Top of Entries supplied

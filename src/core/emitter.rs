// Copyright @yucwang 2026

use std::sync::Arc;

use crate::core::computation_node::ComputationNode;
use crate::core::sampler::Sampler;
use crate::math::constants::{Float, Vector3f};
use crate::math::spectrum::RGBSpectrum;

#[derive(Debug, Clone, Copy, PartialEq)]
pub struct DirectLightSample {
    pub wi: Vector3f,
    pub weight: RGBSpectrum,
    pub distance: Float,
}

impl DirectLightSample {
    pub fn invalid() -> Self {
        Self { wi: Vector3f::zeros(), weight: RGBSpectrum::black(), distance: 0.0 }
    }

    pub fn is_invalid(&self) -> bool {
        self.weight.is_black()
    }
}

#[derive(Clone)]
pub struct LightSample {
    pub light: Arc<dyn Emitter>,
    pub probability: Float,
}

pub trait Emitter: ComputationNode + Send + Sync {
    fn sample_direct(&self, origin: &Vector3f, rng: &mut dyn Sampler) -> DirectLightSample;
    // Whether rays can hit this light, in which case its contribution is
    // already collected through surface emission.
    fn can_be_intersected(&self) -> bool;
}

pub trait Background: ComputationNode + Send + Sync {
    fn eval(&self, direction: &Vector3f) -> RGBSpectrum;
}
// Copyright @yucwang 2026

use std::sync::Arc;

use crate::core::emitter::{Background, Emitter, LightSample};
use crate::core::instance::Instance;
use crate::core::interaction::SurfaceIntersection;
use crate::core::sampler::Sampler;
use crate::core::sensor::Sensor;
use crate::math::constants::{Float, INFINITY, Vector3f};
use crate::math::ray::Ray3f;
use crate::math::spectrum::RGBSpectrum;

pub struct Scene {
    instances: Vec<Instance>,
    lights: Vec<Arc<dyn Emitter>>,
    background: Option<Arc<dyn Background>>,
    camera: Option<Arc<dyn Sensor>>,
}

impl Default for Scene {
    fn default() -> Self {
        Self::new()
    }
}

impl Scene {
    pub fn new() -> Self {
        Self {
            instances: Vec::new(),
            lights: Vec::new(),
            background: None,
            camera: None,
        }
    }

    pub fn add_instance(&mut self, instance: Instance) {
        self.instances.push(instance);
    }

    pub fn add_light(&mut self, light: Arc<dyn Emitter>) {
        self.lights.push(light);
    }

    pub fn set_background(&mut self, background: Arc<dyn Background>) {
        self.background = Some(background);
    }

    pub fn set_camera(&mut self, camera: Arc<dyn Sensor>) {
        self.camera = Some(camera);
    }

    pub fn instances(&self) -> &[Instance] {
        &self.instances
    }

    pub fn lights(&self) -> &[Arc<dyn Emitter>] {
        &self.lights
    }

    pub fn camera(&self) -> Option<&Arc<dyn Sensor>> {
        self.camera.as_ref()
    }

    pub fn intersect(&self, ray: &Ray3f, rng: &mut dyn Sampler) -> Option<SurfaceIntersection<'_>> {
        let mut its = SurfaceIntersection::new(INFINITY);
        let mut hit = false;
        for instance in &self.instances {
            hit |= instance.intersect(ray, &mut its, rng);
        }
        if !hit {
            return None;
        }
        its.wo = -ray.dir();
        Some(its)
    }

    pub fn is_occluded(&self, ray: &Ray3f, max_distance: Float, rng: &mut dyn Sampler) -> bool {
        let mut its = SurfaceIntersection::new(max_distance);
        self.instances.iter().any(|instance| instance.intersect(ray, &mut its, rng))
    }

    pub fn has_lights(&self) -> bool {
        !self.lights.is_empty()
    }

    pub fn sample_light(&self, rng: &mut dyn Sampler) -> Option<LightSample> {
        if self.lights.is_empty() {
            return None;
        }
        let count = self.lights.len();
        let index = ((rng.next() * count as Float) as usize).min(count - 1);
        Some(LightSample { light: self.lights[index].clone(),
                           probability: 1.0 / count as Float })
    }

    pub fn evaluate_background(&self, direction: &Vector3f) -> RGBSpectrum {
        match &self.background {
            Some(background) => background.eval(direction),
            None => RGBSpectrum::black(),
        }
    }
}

Bottom of Entries supplied
Top of Entries supplied

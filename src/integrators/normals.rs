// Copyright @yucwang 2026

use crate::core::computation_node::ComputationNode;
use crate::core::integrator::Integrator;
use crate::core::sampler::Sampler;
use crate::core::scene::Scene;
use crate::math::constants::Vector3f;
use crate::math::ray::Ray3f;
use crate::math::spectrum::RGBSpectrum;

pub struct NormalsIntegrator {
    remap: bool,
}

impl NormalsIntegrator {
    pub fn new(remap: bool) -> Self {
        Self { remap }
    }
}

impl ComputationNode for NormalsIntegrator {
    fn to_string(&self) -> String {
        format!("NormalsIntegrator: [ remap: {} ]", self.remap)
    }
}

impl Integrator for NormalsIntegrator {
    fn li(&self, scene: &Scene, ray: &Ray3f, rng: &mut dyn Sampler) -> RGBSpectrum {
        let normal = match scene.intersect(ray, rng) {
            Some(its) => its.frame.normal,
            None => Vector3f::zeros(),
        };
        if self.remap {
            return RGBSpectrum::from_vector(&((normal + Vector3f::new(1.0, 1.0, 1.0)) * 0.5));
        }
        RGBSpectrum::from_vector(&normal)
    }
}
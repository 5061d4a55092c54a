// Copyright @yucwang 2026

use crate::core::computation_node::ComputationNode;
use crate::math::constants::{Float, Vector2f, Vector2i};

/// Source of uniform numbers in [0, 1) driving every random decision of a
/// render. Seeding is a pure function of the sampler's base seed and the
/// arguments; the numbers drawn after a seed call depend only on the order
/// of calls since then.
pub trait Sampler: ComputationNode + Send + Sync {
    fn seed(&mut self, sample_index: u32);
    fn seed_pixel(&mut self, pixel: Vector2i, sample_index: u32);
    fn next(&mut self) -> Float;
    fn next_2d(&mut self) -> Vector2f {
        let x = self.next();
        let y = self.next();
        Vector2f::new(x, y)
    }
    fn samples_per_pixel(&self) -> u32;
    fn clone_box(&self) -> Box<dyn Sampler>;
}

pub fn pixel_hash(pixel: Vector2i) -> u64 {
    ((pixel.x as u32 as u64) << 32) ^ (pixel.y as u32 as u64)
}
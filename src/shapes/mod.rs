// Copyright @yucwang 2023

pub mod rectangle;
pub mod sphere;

Bottom of Entries supplied

◆ Problem requirements ◆
Show every line above in which the word "derive" appears.

◆ Solution below ◆
#[derive(Debug, Clone, Copy, PartialEq)]
#[derive(Clone)]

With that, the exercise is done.